Glaser v. Rothschild

Decision Date08 June 1909
Citation120 S.W. 1,221 Mo. 180
PartiesLOUIS GLASER, Appellant, v. ALBERT ROTHSCHILD
CourtMissouri Supreme Court

Appeal from St. Louis City Circuit Court. -- Hon. Selden P. Spencer Judge.

Reversed and remanded.

David Goldsmith and Lee Sale for appellant.

(1) Instruction 4 given by the court at the instance of defendant was erroneous. (2) Instruction 5 given by the court at the instance of defendant was erroneous. Coffey v. City of Carthage, 186 Mo. 583. (3) Instruction 1 given by the court at the instance of defendant was erroneous. (4) The refusal of instruction 3 asked by plaintiff was erroneous. Plaintiff had the right to proceed upon the assumption set forth in this instruction. Hollis v. Merchants Assn., 205 Mo. 520; Nephler v. Woodward, 200 Mo. 188; Hartman v. Muchbach, 64 Mo.App. 565; Nichols v. Railroad, 83 Va. 99; Curtis v Kiley, 153 Mass. 123; Powers v. Harlow, 53 Mich. 507; Wilsey v. Jewett Bros. & Co., 98 N.W 114. And plaintiff was entitled to have the jury informed by instruction of this right. Roe v. City of Kansas, 100 Mo. 193; Sullivan v. Railroad, 117 Mo. 224; Perrette v. Kansas City, 162 Mo. 249; Holloway v. Kansas City, 184 Mo. 30; Cassaday v. Kansas City, 119 Mo.App. 118; Stout v. Columbia, 118 Mo.App. 443; Gordon v. City of Richmond, 83 Va. p. 440 (cited with approval in 205 Mo. 521); City of Indianapolis v. Gaston, 58 Ind. 228; Board of Commissioners v. Legg, 110 Ind. 482. (5) The refusal of instruction No. 2 asked by plaintiff was erroneous. R. S. 1899, sec. 6435. The decisions of this court relied upon by respondent as warranting the refusal of this instruction are not in point. Maguire v. Spencer, 91 N.Y. 305; Weller v. Railroad, 120 Mo. 652; Perrette v. Kansas City, 162 Mo. 249. (6) There is no competent evidence of contributory negligence. Nephler v. Woodward, 200 Mo. 1790; Warner v. Mier, etc., Co., 58 N.E. 554; Sheyer v. Lowell, 134 Cal. 359.
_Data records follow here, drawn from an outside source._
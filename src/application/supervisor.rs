use crate::error::Result;
use serde::Serialize;
use std::future::Future;
use std::sync::Arc;
use std::sync::atomic::{AtomicUsize, Ordering};
use tokio::sync::Notify;
use tokio::task::JoinError;
use tracing::{debug, error};

#[derive(Debug, Clone, Copy, PartialEq, Eq, Default, Serialize)]
pub struct SupervisorStats {
    pub completed: usize,
    pub failed: usize,
    pub panicked: usize,
}

#[derive(Default)]
struct Counters {
    active: AtomicUsize,
    completed: AtomicUsize,
    failed: AtomicUsize,
    panicked: AtomicUsize,
    idle: Notify,
}

impl Counters {
    fn record(&self, label: &str, finished: std::result::Result<Result<()>, JoinError>) {
        match finished {
            Ok(Ok(())) => {
                self.completed.fetch_add(1, Ordering::SeqCst);
            }
            Ok(Err(err)) => {
                self.failed.fetch_add(1, Ordering::SeqCst);
                error!(task = %label, error = %err, "Supervised task failed");
            }
            Err(err) => {
                self.panicked.fetch_add(1, Ordering::SeqCst);
                error!(task = %label, error = %err, "Supervised task panicked");
            }
        }
    }

    fn finish(&self) {
        if self.active.fetch_sub(1, Ordering::SeqCst) == 1 {
            self.idle.notify_waiters();
        }
    }
}

/// Owns background work spawned by the engine.
///
/// Every task returns a `Result`; errors and panics are logged and counted
/// rather than dropped. A task is counted as active from `spawn` until its
/// outcome is recorded, so a task spawned by another supervised task keeps
/// the supervisor busy without a gap.
#[derive(Default)]
pub struct TaskSupervisor {
    counters: Arc<Counters>,
}

impl TaskSupervisor {
    pub fn new() -> Self {
        Self::default()
    }

    pub async fn spawn<F>(&self, label: impl Into<String>, task: F)
    where
        F: Future<Output = Result<()>> + Send + 'static,
    {
        let label = label.into();
        debug!(task = %label, "Spawning supervised task");
        self.counters.active.fetch_add(1, Ordering::SeqCst);
        let handle = tokio::spawn(task);
        let counters = Arc::clone(&self.counters);
        tokio::spawn(async move {
            let finished = handle.await;
            counters.record(&label, finished);
            counters.finish();
        });
    }

    /// Waits until no supervised task is active, including tasks spawned
    /// while waiting. Any number of callers may wait at once.
    pub async fn wait_idle(&self) -> SupervisorStats {
        loop {
            let notified = self.counters.idle.notified();
            tokio::pin!(notified);
            notified.as_mut().enable();
            if self.counters.active.load(Ordering::SeqCst) == 0 {
                break;
            }
            notified.await;
        }
        self.stats()
    }

    /// Number of supervised tasks that have not finished yet.
    pub async fn pending(&self) -> usize {
        self.counters.active.load(Ordering::SeqCst)
    }

    pub fn stats(&self) -> SupervisorStats {
        SupervisorStats {
            completed: self.counters.completed.load(Ordering::SeqCst),
            failed: self.counters.failed.load(Ordering::SeqCst),
            panicked: self.counters.panicked.load(Ordering::SeqCst),
        }
    }
}

#[cfg(test)]
mod tests {
    use super::*;
    use crate::error::OrderflowError;
    use std::time::{Duration, Instant};

    #[tokio::test]
    async fn test_wait_idle_counts_each_outcome() {
        let supervisor = TaskSupervisor::new();
        supervisor.spawn("ok", async { Ok(()) }).await;
        supervisor
            .spawn("err", async { Err(OrderflowError::internal("boom")) })
            .await;
        supervisor
            .spawn("panic", async {
                if true {
                    panic!("task exploded");
                }
                Ok(())
            })
            .await;

        let stats = supervisor.wait_idle().await;
        assert_eq!(
            stats,
            SupervisorStats {
                completed: 1,
                failed: 1,
                panicked: 1
            }
        );
        assert_eq!(supervisor.pending().await, 0);
    }

    #[tokio::test]
    async fn test_wait_idle_drains_nested_spawns() {
        let supervisor = Arc::new(TaskSupervisor::new());
        let inner = Arc::clone(&supervisor);
        supervisor
            .spawn("outer", async move {
                tokio::time::sleep(Duration::from_millis(10)).await;
                inner.spawn("inner", async { Ok(()) }).await;
                Ok(())
            })
            .await;

        let stats = supervisor.wait_idle().await;
        assert_eq!(stats.completed, 2);
    }

    #[tokio::test(flavor = "multi_thread", worker_threads = 2)]
    async fn test_concurrent_waiters_block_until_idle() {
        let supervisor = Arc::new(TaskSupervisor::new());
        supervisor
            .spawn("slow", async {
                tokio::time::sleep(Duration::from_millis(300)).await;
                Ok(())
            })
            .await;

        let started = Instant::now();
        let (first, second) = tokio::join!(supervisor.wait_idle(), supervisor.wait_idle());

        assert!(started.elapsed() >= Duration::from_millis(250));
        assert_eq!(first.completed, 1);
        assert_eq!(second.completed, 1);
        assert_eq!(supervisor.pending().await, 0);
    }

    #[tokio::test]
    async fn test_pending_counts_running_tasks() {
        let supervisor = TaskSupervisor::new();
        supervisor
            .spawn("slow", async {
                tokio::time::sleep(Duration::from_millis(50)).await;
                Ok(())
            })
            .await;

        assert_eq!(supervisor.pending().await, 1);
        supervisor.wait_idle().await;
        assert_eq!(supervisor.pending().await, 0);
    }
}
Seddon & Holland for respondent.

(1) The verdict and judgment are for the right party. Reardon v. Thompson, 149 Mass. 267; McGill v. Compton, 66 Ill. 327; O'Brien v. Western Steel Co., 100 Mo. 182; Stevens v. Nichols, 155 Mass. 472; Converse v. Walker, 30 Hun 596; Benson v. Machine Co., 77 Md. 535; Sterger v. Van Strickland, 132 N.Y. 499; Heinlein v. Railroad, 147 Mass. 136; Evansville v. Griffin, 100 Ind. 221; Severy v. Nickerson, 120 Mass. 306; Sweeny v. Railroad, 92 Mass. 372; Parker v. Publishing Co., 69 Me. 173; Faris v. Hoburg, 134 Ind. 269; Pierce v. Whitcomb, 48 Vt. 127; Glaser v. Rothschild, 106 Mo.App. 418; Metcalf v. Cunard, 147 Mass. 66. The court did not err in giving instruction 5. State v. Brooks, 99 Mo. 137; Feary v. Railroad, 162 Mo. 106; Sweeny v. Railroad, 150 Mo. 385; Pratt v. Conway, 148 Mo. 292; Walker v. City, 99 Mo. 647; Carroll v. Railroad, 88 Mo. 239. (3) The court did not err in giving instruction 1 at the instance of defendant. (4) The court did not err in refusing instruction 3. Culbertson v. Railroad, 140 Mo. 35; Lynch v. Railroad, 112 Mo. 422; Weller v. Railroad, 120 Mo. 635. (5) The court did not err in refusing instruction 2. Authorities under point 4.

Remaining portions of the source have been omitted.